鉄道職員の永野信夫が逆走した汽車を止めるため自らの命を犠牲にして全ての乗客を救ったというセンセーショナルな内容です。しかも、この話は長野政雄という一人の鉄道職員がモデルであり、実話に基づいた創作ということなのです。1909年当時、この事故は人々に多大な影響を与えました。
物語は、主人公の永野信夫の幼少期から始まります。子供の時、祖母トセと父親の永野貞行と暮らす生活しています。そんな信夫の生活が大きく変わったのは、トセの死後です。なんと死んだと聞かされていた母が生きていたのでした。実はヤソ、つまりキリスト教徒ということで母の菊はトセに家を追い出されていたのです。キリスト教徒の菊と、妹の待子が生活に入ってくることで、ゆっくりと信夫の心に信仰の基盤が作られていきます。

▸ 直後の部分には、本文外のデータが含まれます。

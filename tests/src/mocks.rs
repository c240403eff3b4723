//! Mock implementations for testing.

use std::collections::{HashMap, VecDeque};
use std::sync::atomic::{AtomicBool, AtomicUsize, Ordering};
use std::sync::Arc;

use async_trait::async_trait;
use chrono::{DateTime, Duration, NaiveDate, Utc};
use gateway::{GatewayError, ProviderGateway, RawValues};
use monitor_core::{
    Alert, AlertType, Boundary, Error, IndexType, Parcel, ParcelId, PeriodType, RawObservation,
    Result, RunFailure, RunLease, RunState, SeriesKey, TimeSeriesPoint,
};
use parking_lot::Mutex;
use redpanda::AlertSink;
use tokio::sync::Semaphore;
use state_store::{
    AlertStore, MemoryStore, ObservationStore, ParcelRegistry, RunStateStore, SeriesStore,
    UpsertOutcome,
};
use uuid::Uuid;

use crate::fixtures;

/// Provider fake answering from a script.
///
/// Queued results are consumed first, one per call. After that, dates with a
/// configured daily mean return pixel values around it and everything else
/// returns the fallback (`NoData` unless changed). While held, every call
/// blocks until [`ScriptedGateway::release`].
#[derive(Clone)]
pub struct ScriptedGateway {
    queue: Arc<Mutex<VecDeque<std::result::Result<RawValues, GatewayError>>>>,
    daily: Arc<Mutex<HashMap<NaiveDate, f64>>>,
    fallback: Arc<Mutex<std::result::Result<RawValues, GatewayError>>>,
    calls: Arc<Mutex<Vec<(IndexType, NaiveDate)>>>,
    gate: Arc<Mutex<Option<Arc<Semaphore>>>>,
    in_flight: Arc<AtomicUsize>,
    peak_in_flight: Arc<AtomicUsize>,
}

/// Decrements the in-flight count even when the fetch future is dropped.
struct ActiveFetch(Arc<AtomicUsize>);

impl Drop for ActiveFetch {
    fn drop(&mut self) {
        self.0.fetch_sub(1, Ordering::SeqCst);
    }
}

impl ScriptedGateway {
    pub fn new() -> Self {
        Self {
            queue: Arc::new(Mutex::new(VecDeque::new())),
            daily: Arc::new(Mutex::new(HashMap::new())),
            fallback: Arc::new(Mutex::new(Err(GatewayError::NoData))),
            calls: Arc::new(Mutex::new(Vec::new())),
            gate: Arc::new(Mutex::new(None)),
            in_flight: Arc::new(AtomicUsize::new(0)),
            peak_in_flight: Arc::new(AtomicUsize::new(0)),
        }
    }

    /// Blocks every fetch from now on.
    pub fn hold(&self) {
        *self.gate.lock() = Some(Arc::new(Semaphore::new(0)));
    }

    /// Lets held and future fetches through.
    pub fn release(&self) {
        if let Some(gate) = self.gate.lock().take() {
            gate.close();
        }
    }

    /// Fetches currently inside the gateway.
    pub fn in_flight(&self) -> usize {
        self.in_flight.load(Ordering::SeqCst)
    }

    /// Highest number of simultaneous fetches seen.
    pub fn peak_in_flight(&self) -> usize {
        self.peak_in_flight.load(Ordering::SeqCst)
    }

    pub fn push(&self, result: std::result::Result<RawValues, GatewayError>) {
        self.queue.lock().push_back(result);
    }

    pub fn push_transient(&self, times: usize) {
        for i in 0..times {
            self.push(Err(GatewayError::transient(format!("503 #{}", i + 1))));
        }
    }

    pub fn set_daily_mean(&self, date: NaiveDate, mean: f64) {
        self.daily.lock().insert(date, mean);
    }

    pub fn set_daily_means(&self, means: &[(NaiveDate, f64)]) {
        let mut daily = self.daily.lock();
        for (date, mean) in means {
            daily.insert(*date, *mean);
        }
    }

    pub fn set_fallback(&self, result: std::result::Result<RawValues, GatewayError>) {
        *self.fallback.lock() = result;
    }

    pub fn call_count(&self) -> usize {
        self.calls.lock().len()
    }

    pub fn calls(&self) -> Vec<(IndexType, NaiveDate)> {
        self.calls.lock().clone()
    }
}

impl Default for ScriptedGateway {
    fn default() -> Self {
        Self::new()
    }
}

#[async_trait]
impl ProviderGateway for ScriptedGateway {
    async fn fetch(
        &self,
        _boundary: &Boundary,
        index_type: IndexType,
        date: NaiveDate,
    ) -> std::result::Result<RawValues, GatewayError> {
        self.calls.lock().push((index_type, date));
        let active = self.in_flight.fetch_add(1, Ordering::SeqCst) + 1;
        self.peak_in_flight.fetch_max(active, Ordering::SeqCst);
        let _active = ActiveFetch(self.in_flight.clone());

        let gate = self.gate.lock().clone();
        if let Some(gate) = gate {
            // Closing the gate wakes every waiter with an error.
            let _ = gate.acquire().await;
        }

        if let Some(result) = self.queue.lock().pop_front() {
            return result;
        }
        if let Some(mean) = self.daily.lock().get(&date) {
            return Ok(fixtures::values(*mean));
        }
        self.fallback.lock().clone()
    }

    fn name(&self) -> &str {
        "scripted"
    }
}

/// Alert sink that captures everything published.
#[derive(Clone, Default)]
pub struct RecordingSink {
    published: Arc<Mutex<Vec<Alert>>>,
    should_fail: Arc<AtomicBool>,
}

impl RecordingSink {
    pub fn new() -> Self {
        Self::default()
    }

    pub fn published(&self) -> Vec<Alert> {
        self.published.lock().clone()
    }

    pub fn published_of(&self, alert_type: AlertType) -> Vec<Alert> {
        self.published
            .lock()
            .iter()
            .filter(|a| a.alert_type == alert_type)
            .cloned()
            .collect()
    }

    pub fn clear(&self) {
        self.published.lock().clear();
    }

    /// Set failure mode for testing error handling.
    pub fn set_should_fail(&self, fail: bool) {
        self.should_fail.store(fail, Ordering::SeqCst);
    }
}

#[async_trait]
impl AlertSink for RecordingSink {
    async fn publish(&self, alert: &Alert) -> Result<()> {
        if self.should_fail.load(Ordering::SeqCst) {
            return Err(Error::internal("alert bus unavailable"));
        }
        self.published.lock().push(alert.clone());
        Ok(())
    }

    fn name(&self) -> &str {
        "recording"
    }
}

/// [`MemoryStore`] wrapper with injectable faults.
///
/// - `stale_due`: `due` returns every active parcel regardless of status, as
///   a lagging replica would.
/// - `fail_appends(n)`: the next `n` observation appends fail with a
///   retryable persistence error.
#[derive(Default)]
pub struct FaultyStore {
    inner: MemoryStore,
    stale_due: AtomicBool,
    failing_appends: AtomicUsize,
}

impl FaultyStore {
    pub fn new(inner: MemoryStore) -> Self {
        Self {
            inner,
            stale_due: AtomicBool::new(false),
            failing_appends: AtomicUsize::new(0),
        }
    }

    pub fn inner(&self) -> &MemoryStore {
        &self.inner
    }

    pub fn set_stale_due(&self, stale: bool) {
        self.stale_due.store(stale, Ordering::SeqCst);
    }

    pub fn fail_appends(&self, times: usize) {
        self.failing_appends.store(times, Ordering::SeqCst);
    }
}

#[async_trait]
impl ParcelRegistry for FaultyStore {
    async fn get_parcel(&self, id: ParcelId) -> Result<Option<Parcel>> {
        self.inner.get_parcel(id).await
    }

    async fn active_parcels(&self) -> Result<Vec<Parcel>> {
        self.inner.active_parcels().await
    }

    async fn upsert_parcel(&self, parcel: &Parcel) -> Result<()> {
        self.inner.upsert_parcel(parcel).await
    }
}

#[async_trait]
impl RunStateStore for FaultyStore {
    async fn ensure(&self, parcel_id: ParcelId, now: DateTime<Utc>) -> Result<RunState> {
        self.inner.ensure(parcel_id, now).await
    }

    async fn get_state(&self, parcel_id: ParcelId) -> Result<Option<RunState>> {
        self.inner.get_state(parcel_id).await
    }

    async fn due(&self, now: DateTime<Utc>) -> Result<Vec<ParcelId>> {
        if self.stale_due.load(Ordering::SeqCst) {
            return Ok(self
                .inner
                .active_parcels()
                .await?
                .into_iter()
                .map(|p| p.id)
                .collect());
        }
        self.inner.due(now).await
    }

    async fn mark_running(
        &self,
        parcel_id: ParcelId,
        now: DateTime<Utc>,
    ) -> Result<Option<RunLease>> {
        self.inner.mark_running(parcel_id, now).await
    }

    async fn holds_lease(&self, lease: &RunLease) -> Result<bool> {
        self.inner.holds_lease(lease).await
    }

    async fn mark_success(
        &self,
        lease: &RunLease,
        date: NaiveDate,
        now: DateTime<Utc>,
    ) -> Result<()> {
        self.inner.mark_success(lease, date, now).await
    }

    async fn mark_failure(
        &self,
        lease: &RunLease,
        failure: &RunFailure,
        now: DateTime<Utc>,
    ) -> Result<()> {
        self.inner.mark_failure(lease, failure, now).await
    }

    async fn reset(&self, parcel_id: ParcelId, now: DateTime<Utc>) -> Result<()> {
        self.inner.reset(parcel_id, now).await
    }

    async fn reclaim_stale(&self, now: DateTime<Utc>, max_age: Duration) -> Result<Vec<ParcelId>> {
        self.inner.reclaim_stale(now, max_age).await
    }
}

#[async_trait]
impl ObservationStore for FaultyStore {
    async fn append_observation(&self, observation: &RawObservation) -> Result<()> {
        let failing = self
            .failing_appends
            .fetch_update(Ordering::SeqCst, Ordering::SeqCst, |n| n.checked_sub(1))
            .is_ok();
        if failing {
            return Err(Error::persistence("injected write failure"));
        }
        self.inner.append_observation(observation).await
    }

    async fn observations_between(
        &self,
        parcel_id: ParcelId,
        index_type: IndexType,
        from: NaiveDate,
        to: NaiveDate,
    ) -> Result<Vec<RawObservation>> {
        self.inner
            .observations_between(parcel_id, index_type, from, to)
            .await
    }

    async fn recent_daily(
        &self,
        parcel_id: ParcelId,
        index_type: IndexType,
        up_to: NaiveDate,
        limit: usize,
    ) -> Result<Vec<RawObservation>> {
        self.inner
            .recent_daily(parcel_id, index_type, up_to, limit)
            .await
    }
}

#[async_trait]
impl SeriesStore for FaultyStore {
    async fn upsert_point(&self, point: &TimeSeriesPoint) -> Result<UpsertOutcome> {
        self.inner.upsert_point(point).await
    }

    async fn get_point(&self, key: &SeriesKey) -> Result<Option<TimeSeriesPoint>> {
        self.inner.get_point(key).await
    }

    async fn points_between(
        &self,
        parcel_id: ParcelId,
        index_type: IndexType,
        period_type: PeriodType,
        from: NaiveDate,
        to: NaiveDate,
    ) -> Result<Vec<TimeSeriesPoint>> {
        self.inner
            .points_between(parcel_id, index_type, period_type, from, to)
            .await
    }

    async fn recent_points(
        &self,
        parcel_id: ParcelId,
        index_type: IndexType,
        period_type: PeriodType,
        up_to: NaiveDate,
        limit: usize,
    ) -> Result<Vec<TimeSeriesPoint>> {
        self.inner
            .recent_points(parcel_id, index_type, period_type, up_to, limit)
            .await
    }
}

#[async_trait]
impl AlertStore for FaultyStore {
    async fn active_alert(
        &self,
        parcel_id: ParcelId,
        alert_type: AlertType,
    ) -> Result<Option<Alert>> {
        self.inner.active_alert(parcel_id, alert_type).await
    }

    async fn active_alerts(&self, parcel_id: ParcelId) -> Result<Vec<Alert>> {
        self.inner.active_alerts(parcel_id).await
    }

    async fn save_alert(&self, alert: &Alert) -> Result<()> {
        self.inner.save_alert(alert).await
    }

    async fn acknowledge_alert(&self, id: Uuid) -> Result<Alert> {
        self.inner.acknowledge_alert(id).await
    }

    async fn alerts_for_parcel(&self, parcel_id: ParcelId) -> Result<Vec<Alert>> {
        self.inner.alerts_for_parcel(parcel_id).await
    }
}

信夫がもともとキリスト教とは無縁の生活をしていたところが重要なポイントの一つです。異なる文化や習慣、思想に触れる事で何が正しいのか、本当にそれは幸せなのか、生活のなかで考えるきっかけがあったということです。自ら感じて、悩んで、考えて、出会ってきた信夫はクリスチャンとしての信仰を貫こうと強い信念を持った大人になります。
- 著者
- 三浦 綾子
- 出版日
- 1973-05-29
こういう信仰を描いた作品は小難しいイメージがありますが、『塩狩峠』は読み終えるまであくまで一人の人間が日常の中で気づき、戸惑い、幸せを感じ、思案する姿が時にみずみずしく感じられるほどです。
三浦綾子の作品はどれもその根底に人への優しい眼差しがあります。それは悩める自分をも包み込んでくれるような母のような愛です。だからこそ幅広い読者に訴えかけるものがあるのでしょう。いろいろな作品の中から、今を生きる自分なりの芯が見つけられるかもしれません。